The thumping tread and whir of gears behind them made Silence’s death squad whirl as one. Wills froze, apparently recognizing the unit without even looking. The feeling that came over her was a cross between jubilation and triumph. Somehow, she schooled her expression to one more suitable to the Dread Queen.
Dred gestured with a mocking smile. “Don’t you want to turn around?”
She enjoyed the moment more than she had any in a long time. Satisfaction exploded like a heavy missile, filling her head with color. She savored the despair that flickered across his face when Wills realized he was beaten. Then he snarled, both hands clenching into fists.
“How?” he demanded.
“Peacemaker unit 1574 reporting to distress call. Please state your emergency.”
She ignored his question and spoke the first command. “Hostiles in Queensland territory. Neutralize threat immediately.”
The Peacemaker unit intoned, “Acknowledged. Noncombatants please stand clear.”
Wills tried to run as the rounds tore through Silence’s killers like so much meat. Their skills lay in slitting throats, the silent blade in the back. Against such a mechanical juggernaut, they were all but helpless. Gamely, they charged the machine, but without Einar’s raw strength—now lost forever—and Jael’s resilience, they had no hope of damaging it. Her former bone-reader crawled underneath a corpse and didn’t move, though if he thought escape from her judgment would be so simple, he was entirely mistaken. Her stomach turned at the raw carnage, but as the Dread Queen, she couldn’t look away. Drawn by the din, her men gathered at her back, cheering the bot on. She couldn’t waver, couldn’t show how weary she was, or how disgusted with the waste, with death itself.
It’s endless. It won’t stop as long as I live.
She watched until the last of Silence’s assassination squad dropped. Then she gestured Jael forward. “Pull him out of the pile.”
Wills looked like a ghoul when her champion hauled him out from under the bodies, so covered in blood that the whites of his eyes gleamed in comparison. His whole bearing radiated thwarted malice. As Jael dragged him forward, he spat at Dred’s feet. She backhanded him with calm brutality, earning a cheer from the assembled audience at her back.
“You’ve succeeded in weakening Silence considerably. Thank you for that.”
A cunning light entered the bone-reader’s eyes. “Yes, that was all part of my plan. I knew you would foresee—”

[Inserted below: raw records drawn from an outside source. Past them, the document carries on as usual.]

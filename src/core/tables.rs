//! Lookup tables: pose phrases, kind inference, lighting moods, negatives.
//!
//! The tables are plain data: a built-in default shared process-wide via
//! [`Tables::builtin`], or a RON file loaded once at startup. Nothing mutates
//! them after construction.

use serde::{Deserialize, Serialize};
use std::collections::BTreeMap;
use std::path::Path;
use std::sync::OnceLock;
use thiserror::Error;

use crate::schema::character::OutfitMode;
use crate::schema::mode::{ModeOverrides, PoseKey, ResolvedModes};
use crate::schema::template::DEFAULT_KIND;

#[derive(Debug, Error)]
pub enum TablesError {
    #[error("IO error reading tables from {path}: {source}")]
    Io {
        path: String,
        source: std::io::Error,
    },
    #[error("RON deserialization error in {path}: {source}")]
    Ron {
        path: String,
        source: ron::error::SpannedError,
    },
}

/// Maps a kind keyword to the pose and outfit it implies.
#[derive(Debug, Clone, PartialEq, Eq, Serialize, Deserialize)]
pub struct KindRule {
    pub keyword: String,
    pub pose: PoseKey,
    pub outfit: OutfitMode,
}

/// A lighting mood selected when any keyword occurs in a character's name.
#[derive(Debug, Clone, PartialEq, Eq, Serialize, Deserialize)]
pub struct LightingRule {
    pub keywords: Vec<String>,
    pub phrase: String,
}

/// A template section rendered into the settings block as `label: value`.
#[derive(Debug, Clone, PartialEq, Eq, Serialize, Deserialize)]
pub struct SettingKey {
    pub section: String,
    pub label: String,
}

#[derive(Debug, Clone, PartialEq, Eq, Serialize, Deserialize)]
#[serde(default)]
pub struct Tables {
    pub pose_phrases: BTreeMap<PoseKey, String>,
    /// Used when a pose has no phrase in `pose_phrases`.
    pub fallback_pose: String,
    /// Checked in order; the first keyword found in a template name wins.
    pub kinds: Vec<KindRule>,
    pub default_pose: PoseKey,
    pub default_outfit: OutfitMode,
    pub negative_block: String,
    /// Template sections starting with this prefix extend the negative prompt.
    pub negative_prefix: String,
    /// Checked in order; first match wins.
    pub lighting: Vec<LightingRule>,
    pub default_lighting: String,
    pub settings: Vec<SettingKey>,
}

impl Default for Tables {
    fn default() -> Self {
        let pose_phrases = [
            (PoseKey::Standing, "standing pose, relaxed stance"),
            (PoseKey::Sitting, "sitting pose, relaxed posture"),
            (PoseKey::Walking, "walking pose, mid-step motion"),
            (PoseKey::Conversation, "casual conversation pose, natural gestures"),
            (PoseKey::Classroom, "seated at desk, classroom posture"),
            (PoseKey::Band, "band performance pose, dynamic stance"),
            (PoseKey::Camp, "outdoor camp activity pose"),
            (PoseKey::Sleep, "sleeping pose, resting comfortably"),
        ]
        .into_iter()
        .map(|(k, v)| (k, v.to_string()))
        .collect();

        let kinds = [
            ("sleep", PoseKey::Sleep, OutfitMode::Pajamas),
            ("classroom", PoseKey::Classroom, OutfitMode::Casual),
            ("band", PoseKey::Band, OutfitMode::Band),
            ("camp", PoseKey::Camp, OutfitMode::Camp),
            ("everfree", PoseKey::Camp, OutfitMode::Camp),
            ("outdoor", PoseKey::Standing, OutfitMode::Casual),
            ("daytime", PoseKey::Standing, OutfitMode::Casual),
            ("winter", PoseKey::Standing, OutfitMode::Casual),
            ("formal", PoseKey::Standing, OutfitMode::Formal),
            ("gala", PoseKey::Standing, OutfitMode::Formal),
        ]
        .into_iter()
        .map(|(keyword, pose, outfit)| KindRule {
            keyword: keyword.to_string(),
            pose,
            outfit,
        })
        .collect();

        let lighting = [
            (
                &["twilight", "luna", "moon", "night", "shadow"][..],
                "cool moonlit lighting, soft blue shadows",
            ),
            (
                &["sun", "celestia", "shimmer", "flare", "apple"][..],
                "warm golden hour lighting",
            ),
            (
                &["rainbow", "pinkie", "dash", "sonata", "aria", "adagio"][..],
                "bright vibrant lighting, saturated colors",
            ),
            (
                &["flutter", "rarity", "cadance", "starlight", "cloud"][..],
                "soft diffused pastel lighting",
            ),
        ]
        .into_iter()
        .map(|(keywords, phrase)| LightingRule {
            keywords: keywords.iter().map(|k| k.to_string()).collect(),
            phrase: phrase.to_string(),
        })
        .collect();

        let settings = [
            ("Steps", "Steps"),
            ("CFG_Scale", "CFG Scale"),
            ("Sampler", "Sampler"),
            ("Scheduler", "Scheduler"),
            ("Resolution", "Resolution"),
            ("Clip_Skip", "Clip Skip"),
            ("Seed", "Seed"),
        ]
        .into_iter()
        .map(|(section, label)| SettingKey {
            section: section.to_string(),
            label: label.to_string(),
        })
        .collect();

        Self {
            pose_phrases,
            fallback_pose: "natural pose, relaxed posture".to_string(),
            kinds,
            default_pose: PoseKey::Standing,
            default_outfit: OutfitMode::Casual,
            negative_block: concat!(
                "duplicate characters, merged faces, shared facial features, ",
                "hair color bleeding between characters, incorrect hair colors, ",
                "mixed skin tones, blended body types, incorrect height proportions, ",
                "extra heads, extra limbs, extra arms, extra legs, extra fingers, ",
                "deformed hands, distorted anatomy"
            )
            .to_string(),
            negative_prefix: "Negative_".to_string(),
            lighting,
            default_lighting: "even natural lighting".to_string(),
            settings,
        }
    }
}

impl Tables {
    /// The built-in tables, initialised on first use.
    pub fn builtin() -> &'static Tables {
        static BUILTIN: OnceLock<Tables> = OnceLock::new();
        BUILTIN.get_or_init(Tables::default)
    }

    /// Load tables from a RON file. Missing fields take built-in values.
    pub fn load_from_ron(path: &Path) -> Result<Tables, TablesError> {
        let contents = std::fs::read_to_string(path).map_err(|source| TablesError::Io {
            path: path.display().to_string(),
            source,
        })?;
        Self::parse_ron_from(&contents, &path.display().to_string())
    }

    pub fn parse_ron(input: &str) -> Result<Tables, TablesError> {
        Self::parse_ron_from(input, "<inline>")
    }

    fn parse_ron_from(input: &str, origin: &str) -> Result<Tables, TablesError> {
        ron::from_str(input).map_err(|source| TablesError::Ron {
            path: origin.to_string(),
            source,
        })
    }

    /// Infer a template kind from its origin (usually a file path): the first
    /// kind keyword contained in the lowercased file name, else `"default"`.
    pub fn infer_kind(&self, origin: &str) -> String {
        let base = Path::new(origin)
            .file_name()
            .and_then(|s| s.to_str())
            .unwrap_or(origin)
            .to_lowercase();
        self.kinds
            .iter()
            .find(|rule| base.contains(&rule.keyword))
            .map(|rule| rule.keyword.clone())
            .unwrap_or_else(|| DEFAULT_KIND.to_string())
    }

    /// Pose and outfit implied by a kind. Unknown kinds get the default entry.
    pub fn kind_defaults(&self, kind: &str) -> ResolvedModes {
        match self.kinds.iter().find(|rule| rule.keyword == kind) {
            Some(rule) => ResolvedModes {
                pose: rule.pose,
                outfit: rule.outfit,
            },
            None => ResolvedModes {
                pose: self.default_pose,
                outfit: self.default_outfit,
            },
        }
    }

    /// Combine explicit user choices with the kind defaults. An explicit
    /// choice always wins.
    pub fn resolve_modes(&self, kind: &str, overrides: ModeOverrides) -> ResolvedModes {
        let inferred = self.kind_defaults(kind);
        ResolvedModes {
            pose: overrides.pose.unwrap_or(inferred.pose),
            outfit: overrides.outfit.unwrap_or(inferred.outfit),
        }
    }

    pub fn pose_phrase(&self, pose: PoseKey) -> &str {
        self.pose_phrases
            .get(&pose)
            .map(String::as_str)
            .unwrap_or(self.fallback_pose.as_str())
    }

    pub fn settings_label(&self, section: &str) -> Option<&str> {
        self.settings
            .iter()
            .find(|s| s.section == section)
            .map(|s| s.label.as_str())
    }

    pub fn is_negative_section(&self, section: &str) -> bool {
        !self.negative_prefix.is_empty() && section.starts_with(&self.negative_prefix)
    }
}

#[cfg(test)]
mod tests {
    use super::*;

    #[test]
    fn infer_kind_from_file_name() {
        let t = Tables::builtin();
        assert_eq!(t.infer_kind("templates/ultra_minimal_eg_template_sleep.csv"), "sleep");
        assert_eq!(t.infer_kind("EG_Template_Classroom.csv"), "classroom");
        assert_eq!(t.infer_kind("eg_template_camp_everfree.csv"), "camp");
        assert_eq!(t.infer_kind("eg_template_beach.csv"), "default");
    }

    #[test]
    fn infer_kind_ignores_directories() {
        let t = Tables::builtin();
        assert_eq!(t.infer_kind("sleep_packs/eg_template_winter.csv"), "winter");
    }

    #[test]
    fn kind_table_entries() {
        let t = Tables::builtin();
        let cases = [
            ("sleep", PoseKey::Sleep, OutfitMode::Pajamas),
            ("band", PoseKey::Band, OutfitMode::Band),
            ("camp", PoseKey::Camp, OutfitMode::Camp),
            ("everfree", PoseKey::Camp, OutfitMode::Camp),
            ("classroom", PoseKey::Classroom, OutfitMode::Casual),
            ("gala", PoseKey::Standing, OutfitMode::Formal),
            ("default", PoseKey::Standing, OutfitMode::Casual),
            ("no-such-kind", PoseKey::Standing, OutfitMode::Casual),
        ];
        for (kind, pose, outfit) in cases {
            assert_eq!(t.kind_defaults(kind), ResolvedModes { pose, outfit }, "kind {kind}");
        }
    }

    #[test]
    fn explicit_choice_wins() {
        let t = Tables::builtin();
        let overrides = ModeOverrides {
            pose: Some(PoseKey::Walking),
            outfit: None,
        };
        let modes = t.resolve_modes("sleep", overrides);
        assert_eq!(modes.pose, PoseKey::Walking);
        assert_eq!(modes.outfit, OutfitMode::Pajamas);

        let overrides = ModeOverrides {
            pose: None,
            outfit: Some(OutfitMode::Formal),
        };
        let modes = t.resolve_modes("sleep", overrides);
        assert_eq!(modes.pose, PoseKey::Sleep);
        assert_eq!(modes.outfit, OutfitMode::Formal);
    }

    #[test]
    fn pose_phrase_falls_back() {
        let mut t = Tables::default();
        assert_eq!(t.pose_phrase(PoseKey::Sleep), "sleeping pose, resting comfortably");
        t.pose_phrases.remove(&PoseKey::Sleep);
        assert_eq!(t.pose_phrase(PoseKey::Sleep), "natural pose, relaxed posture");
    }

    #[test]
    fn negative_sections_by_prefix() {
        let t = Tables::builtin();
        assert!(t.is_negative_section("Negative_Extra"));
        assert!(!t.is_negative_section("Negative"));
        assert!(!t.is_negative_section("Environment"));
    }

    #[test]
    fn partial_ron_keeps_builtin_values() {
        let t = Tables::parse_ron(r#"(default_lighting: "studio lighting")"#).unwrap();
        assert_eq!(t.default_lighting, "studio lighting");
        assert_eq!(t.negative_block, Tables::builtin().negative_block);
        assert_eq!(t.kinds.len(), 10);
    }

    #[test]
    fn ron_round_trip() {
        let serialized = ron::to_string(Tables::builtin()).unwrap();
        let parsed = Tables::parse_ron(&serialized).unwrap();
        assert_eq!(&parsed, Tables::builtin());
    }

    #[test]
    fn shipped_tables_match_builtin() {
        let path = std::path::PathBuf::from("data/tables.ron");
        let t = Tables::load_from_ron(&path).unwrap();
        assert_eq!(&t, Tables::builtin());
    }

    #[test]
    fn malformed_ron_error_names_the_file() {
        let dir = tempfile::tempdir().unwrap();
        let path = dir.path().join("broken_tables.ron");
        std::fs::write(&path, "(default_lighting: 42,").unwrap();

        let err = Tables::load_from_ron(&path).unwrap_err();
        assert!(matches!(err, TablesError::Ron { .. }));
        assert!(err.to_string().contains(&path.display().to_string()));

        let inline = Tables::parse_ron("(kinds: nope)").unwrap_err();
        assert!(inline.to_string().contains("<inline>"));
    }
}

“Kill him,” she told Jael.
“With pleasure.” Most likely in honor of Einar’s execution style, he snapped the traitor’s neck and dumped him in the pile with the rest, then kicked it for good measure.
Queenslanders howled in vicious approval behind her. Maybe she should have made the execution more entertaining, but she lacked the heart to make an arena spectacle out of a traitor’s death. That was more attention than Wills deserved. That bastard thought he was so clever, taunting me with false readings with real warnings layered in. She thought about kicking his corpse but decided it went against the ice-cold persona Tam had created for her, one that felt more real than her own soul at this point.

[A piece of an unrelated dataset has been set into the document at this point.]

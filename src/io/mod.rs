//! File-facing collaborators: CSV sources in, prompt files and summaries out.

pub mod output;
pub mod source;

I would give so much, she thought, just to feel the sun again. But it took a special kind of insanity—Jael’s brand—to believe that was possible. Dred was pretty sure she would die here.
“Now get a cleaning crew going. We have a lot of material to be recycled.” Speaking of the corpses so impersonally didn’t help with the stink or the knowledge that she’d nurtured a viper in her bosom. For a bit longer, she watched Tam organize the men, then she turned to the Peacemaker, now standing like a giant armored paperweight.
“Resume patrol pattern Alpha Zeta 24.”
“Acknowledged.”
The only way we’ll be safe is if we kill everyone who doesn’t swear to Queensland. Though the idea of being the supreme leader of Perdition held no appeal, Dred understood that she’d changed things irrevocably. With Grigor and Priest’s territories annexed and Silence weakened so drastically, it wouldn’t be long before Mungo responded. Nature abhors a vacuum. With any luck, he’d go after Death’s Handmaiden, smelling an easy kill. There was no doubt Queensland was as strong as it had ever been, though she wasn’t sure if she could count on the men she’d acquired from Grigor.